== Problem description ==
Go through the entries and copy every one exactly.

== Given information ==
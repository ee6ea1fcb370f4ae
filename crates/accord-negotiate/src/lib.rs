//! # Accord Negotiate
//!
//! Phase 2 of the allocator and the round loop around it.
//!
//! - [`ConsensusMessage`] - Snapshots and departures exchanged between agents
//! - [`rules`] - Pairwise conflict-resolution table
//! - [`Reconciler`] - Applies the table and re-checks held constraints
//! - [`Transport`] - Broadcast and per-round barrier receive
//! - [`ConsensusSession`] - Bundle building, exchange and reconciliation per round

pub mod protocol;
pub mod reconciler;
pub mod rules;
pub mod session;
pub mod transport;

pub use protocol::{ConsensusMessage, ExecutionHandoff};
pub use reconciler::{ConvergenceTracker, ReconcileOutcome, Reconciler};
pub use rules::{decide, Action, Owner, Rule};
pub use session::{ConsensusSession, RoundReport, SessionConfig, SessionState, TimeoutPolicy};
pub use transport::{BusEndpoint, InMemoryBus, RoundDelivery, Transport};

== Exercise response ==
repository ee6ea1fcb370f4ae
filename crates/accord-negotiate/src/lib.rs
//! # Accord Negotiate
//!
//! Phase 2 of the allocator and the round loop around it.
//!
//! - [`ConsensusMessage`] - Snapshots and departures exchanged between agents
//! - [`rules`] - Pairwise conflict-resolution table
//! - [`Reconciler`] - Applies the table and re-checks held constraints
//! - [`Transport`] - Broadcast and per-round barrier receive
//! - [`ConsensusSession`] - Bundle building, exchange and reconciliation per round

pub mod protocol;
pub mod reconciler;
pub mod rules;
pub mod session;
pub mod transport;

pub use protocol::{ConsensusMessage, ExecutionHandoff};
pub use reconciler::{ConvergenceTracker, ReconcileOutcome, Reconciler};
pub use rules::{decide, Action, Owner, Rule};
pub use session::{ConsensusSession, RoundReport, SessionConfig, SessionState, TimeoutPolicy};
pub use transport::{BusEndpoint, InMemoryBus, RoundDelivery, Transport};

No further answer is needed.